#[cfg(test)]
mod tests {
    use super::*;
    use serde_json::json;

    fn args(value: Value) -> JsonMap<String, Value> {
        value.as_object().cloned().unwrap_or_default()
    }

    #[test]
    fn strips_titles_and_keeps_type_semantics() {
        let provider = json!({
            "type": "object",
            "title": "Args",
            "properties": {"path": {"type": "string", "title": "Path"}},
            "required": ["path"]
        });

        let translated = translate(&provider).expect("translates");

        assert_eq!(
            translated,
            json!({
                "type": "object",
                "properties": {"path": {"type": "string"}},
                "required": ["path"]
            })
        );
    }

    #[test]
    fn translation_is_idempotent() {
        let provider = json!({
            "$schema": "http://json-schema.org/draft-07/schema#",
            "type": "object",
            "title": "delete_directoryArguments",
            "additionalProperties": false,
            "properties": {
                "path": {"type": "string", "title": "Path", "description": "Directory"},
                "recursive": {"type": "boolean", "title": "Recursive", "default": false},
                "options": {
                    "type": "object",
                    "title": "Options",
                    "properties": {"depth": {"type": "integer", "title": "Depth"}},
                    "required": ["depth"]
                },
                "tags": {"type": "array", "items": {"type": "string", "title": "Tag"}}
            },
            "required": ["path"]
        });

        let once = translate(&provider).expect("first pass");
        let twice = translate(&once).expect("second pass");

        assert_eq!(once, twice);
        assert_eq!(once["properties"]["path"]["description"], "Directory");
        assert!(once["properties"]["recursive"].get("default").is_none());
        assert!(once["properties"]["options"]["properties"]["depth"].get("title").is_none());
        assert_eq!(once["properties"]["options"]["required"], json!(["depth"]));
        assert_eq!(once["properties"]["tags"]["items"], json!({"type": "string"}));
        assert!(once.get("additionalProperties").is_none());
    }

    fn schema_shapes() -> Vec<(&'static str, Value)> {
        vec![
            (
                "nested objects",
                json!({
                    "type": "object",
                    "title": "MoveArgs",
                    "properties": {
                        "source": {
                            "type": "object",
                            "title": "Source",
                            "properties": {
                                "path": {"type": "string", "title": "Path"},
                                "meta": {
                                    "type": "object",
                                    "additionalProperties": true,
                                    "properties": {"owner": {"type": "string", "default": "root"}},
                                    "required": ["owner"]
                                }
                            },
                            "required": ["path"]
                        }
                    },
                    "required": ["source"]
                }),
            ),
            (
                "array items",
                json!({
                    "type": "object",
                    "properties": {
                        "tags": {"type": "array", "title": "Tags", "items": {"type": "string", "title": "Tag"}},
                        "points": {
                            "type": "array",
                            "items": {
                                "type": "object",
                                "title": "Point",
                                "properties": {"x": {"type": "number"}, "y": {"type": "number"}},
                                "required": ["x", "y"]
                            }
                        }
                    },
                    "required": ["points"]
                }),
            ),
            (
                "empty required",
                json!({
                    "type": "object",
                    "properties": {
                        "verbose": {"type": "boolean", "default": false},
                        "filter": {"type": "object", "properties": {}, "required": []}
                    },
                    "required": []
                }),
            ),
            (
                "type arrays",
                json!({
                    "type": "object",
                    "properties": {
                        "limit": {"type": ["integer", "null"], "title": "Limit"},
                        "ids": {"type": ["array", "null"], "items": {"type": "integer", "examples": [1]}}
                    },
                    "required": ["limit"]
                }),
            ),
            (
                "anyOf properties",
                json!({
                    "$schema": "http://json-schema.org/draft-07/schema#",
                    "properties": {
                        "timeout": {
                            "title": "Timeout",
                            "anyOf": [{"type": "number", "title": "Seconds"}, {"type": "null"}],
                            "default": null
                        },
                        "target": {
                            "oneOf": [
                                {"type": "string", "title": "Url"},
                                {"type": "object", "properties": {"host": {"type": "string", "title": "Host"}}}
                            ]
                        }
                    }
                }),
            ),
        ]
    }

    fn non_empty_required(schema: &Value) -> Option<&Value> {
        schema
            .get("required")
            .filter(|required| required.as_array().is_some_and(|names| !names.is_empty()))
    }

    fn assert_property_preserved(label: &str, name: &str, provider: &Value, cleaned: &Value) {
        let context = format!("{label}: {name}");
        assert_eq!(provider.get("type"), cleaned.get("type"), "{context}");
        assert_eq!(non_empty_required(provider), cleaned.get("required"), "{context}");
        for key in REJECTED_PROPERTY_KEYS {
            assert!(cleaned.get(*key).is_none(), "{context} kept '{key}'");
        }
        if let Some(nested) = provider.get("properties") {
            assert_properties_preserved(label, nested, &cleaned["properties"]);
        }
        if let Some(items) = provider.get("items").filter(|items| items.is_object()) {
            assert_property_preserved(label, name, items, &cleaned["items"]);
        }
        for key in ["anyOf", "oneOf", "allOf"] {
            let Some(branches) = provider.get(key).and_then(Value::as_array) else {
                continue;
            };
            let cleaned_branches = cleaned[key].as_array().expect("branches kept");
            assert_eq!(branches.len(), cleaned_branches.len(), "{context}");
            for (branch, cleaned_branch) in branches.iter().zip(cleaned_branches) {
                assert_property_preserved(label, name, branch, cleaned_branch);
            }
        }
    }

    fn assert_properties_preserved(label: &str, provider: &Value, translated: &Value) {
        let provider = provider.as_object().cloned().unwrap_or_default();
        let translated = translated.as_object().expect("properties object");
        assert_eq!(
            provider.keys().collect::<Vec<_>>(),
            translated.keys().collect::<Vec<_>>(),
            "{label}"
        );
        for (name, property) in &provider {
            assert_property_preserved(label, name, property, &translated[name]);
        }
    }

    #[test]
    fn translation_is_idempotent_across_shapes() {
        for (label, provider) in schema_shapes() {
            let once = translate(&provider).unwrap_or_else(|err| panic!("{label}: {err}"));
            let twice = translate(&once).unwrap_or_else(|err| panic!("{label}: {err}"));
            assert_eq!(once, twice, "{label}");
        }
    }

    #[test]
    fn translation_preserves_required_and_types_across_shapes() {
        for (label, provider) in schema_shapes() {
            let translated = translate(&provider).unwrap_or_else(|err| panic!("{label}: {err}"));

            let expected_type = provider.get("type").cloned().unwrap_or(json!("object"));
            assert_eq!(translated["type"], expected_type, "{label}");
            assert_eq!(non_empty_required(&provider), translated.get("required"), "{label}");
            assert_properties_preserved(label, &provider["properties"], &translated["properties"]);
        }
    }

    #[test]
    fn missing_properties_and_required_yield_empty_object_schema() {
        let translated = translate(&json!({"title": "NoArgs"})).expect("translates");
        assert_eq!(translated, json!({"type": "object", "properties": {}}));
    }

    #[test]
    fn leaves_input_untouched() {
        let provider = json!({"type": "object", "title": "Args", "properties": {}});
        let before = provider.clone();
        let _ = translate(&provider).expect("translates");
        assert_eq!(provider, before);
    }

    #[test]
    fn rejects_non_mapping_schema() {
        assert_eq!(translate(&json!(["type"])), Err(SchemaError::NotAnObject));
        assert_eq!(
            translate(&json!({"properties": {"a": true}})),
            Err(SchemaError::InvalidProperty {
                property: "a".into()
            })
        );
        assert_eq!(
            translate(&json!({"required": "a"})),
            Err(SchemaError::InvalidRequired)
        );
    }

    #[test]
    fn validates_required_and_types() {
        let schema = json!({
            "type": "object",
            "properties": {"a": {"type": "integer"}, "b": {"type": "integer"}},
            "required": ["a", "b"]
        });

        assert!(validate_arguments(&schema, &args(json!({"a": 5, "b": 6}))).is_ok());
        assert!(validate_arguments(&schema, &args(json!({"a": 5.0, "b": 6}))).is_ok());
        assert_eq!(
            validate_arguments(&schema, &args(json!({"a": 5}))),
            Err(SchemaError::MissingArgument {
                argument: "b".into()
            })
        );
        assert_eq!(
            validate_arguments(&schema, &args(json!({"a": "five", "b": 6}))),
            Err(SchemaError::ArgumentType {
                argument: "a".into(),
                expected: "integer".into()
            })
        );
    }
}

#### To do:
How many lines of the listing above contain the string "owner"? Answer with the number alone.

#### Problem solution:
2